▸ Action item
The entries shown below should be output exactly as they appear.

◆ ◆ ◆

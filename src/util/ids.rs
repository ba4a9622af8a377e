//! Monotonic identifier source
//!
//! Entity ids and path job ids are drawn from an `IdGenerator` that is passed
//! into whatever needs one, so separate worlds (and tests) never share a
//! counter.

use std::sync::atomic::{AtomicU64, Ordering};

/// Entity identifier
pub type EntityId = u64;

/// Path job identifier
pub type JobId = u64;

/// Thread-safe monotonic id generator. The first id handed out is 1, so 0 is
/// free to mean "nothing yet".
#[derive(Debug)]
pub struct IdGenerator {
    next: AtomicU64,
}

impl IdGenerator {
    pub fn new() -> Self {
        Self::starting_at(1)
    }

    pub fn starting_at(first: u64) -> Self {
        Self {
            next: AtomicU64::new(first),
        }
    }

    /// Take the next id
    #[inline]
    pub fn next_id(&self) -> u64 {
        self.next.fetch_add(1, Ordering::Relaxed)
    }

    /// Peek at the id the next call will return
    pub fn peek(&self) -> u64 {
        self.next.load(Ordering::Relaxed)
    }
}

impl Default for IdGenerator {
    fn default() -> Self {
        Self::new()
    }
}
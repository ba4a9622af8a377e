pub mod ids;
pub mod vec2;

◆ ◆ ◆

▸ Task response
filename src/util/ids.rs
repository ba4a9622af8a377e
//! Monotonic identifier source
//!
//! Entity ids and path job ids are drawn from an `IdGenerator` that is passed
//! into whatever needs one, so separate worlds (and tests) never share a
//! counter.

use std::sync::atomic::{AtomicU64, Ordering};

/// Entity identifier
pub type EntityId = u64;

/// Path job identifier
pub type JobId = u64;

/// Thread-safe monotonic id generator. The first id handed out is 1, so 0 is
/// free to mean "nothing yet".
#[derive(Debug)]
pub struct IdGenerator {
    next: AtomicU64,
}

impl IdGenerator {
    pub fn new() -> Self {
        Self::starting_at(1)
    }

    pub fn starting_at(first: u64) -> Self {
        Self {
            next: AtomicU64::new(first),
        }
    }

    /// Take the next id
    #[inline]
    pub fn next_id(&self) -> u64 {
        self.next.fetch_add(1, Ordering::Relaxed)
    }

    /// Peek at the id the next call will return
    pub fn peek(&self) -> u64 {
        self.next.load(Ordering::Relaxed)
    }
}

impl Default for IdGenerator {
    fn default() -> Self {
        Self::new()
    }
}
repository ba4a9622af8a377e
pub mod ids;
pub mod vec2;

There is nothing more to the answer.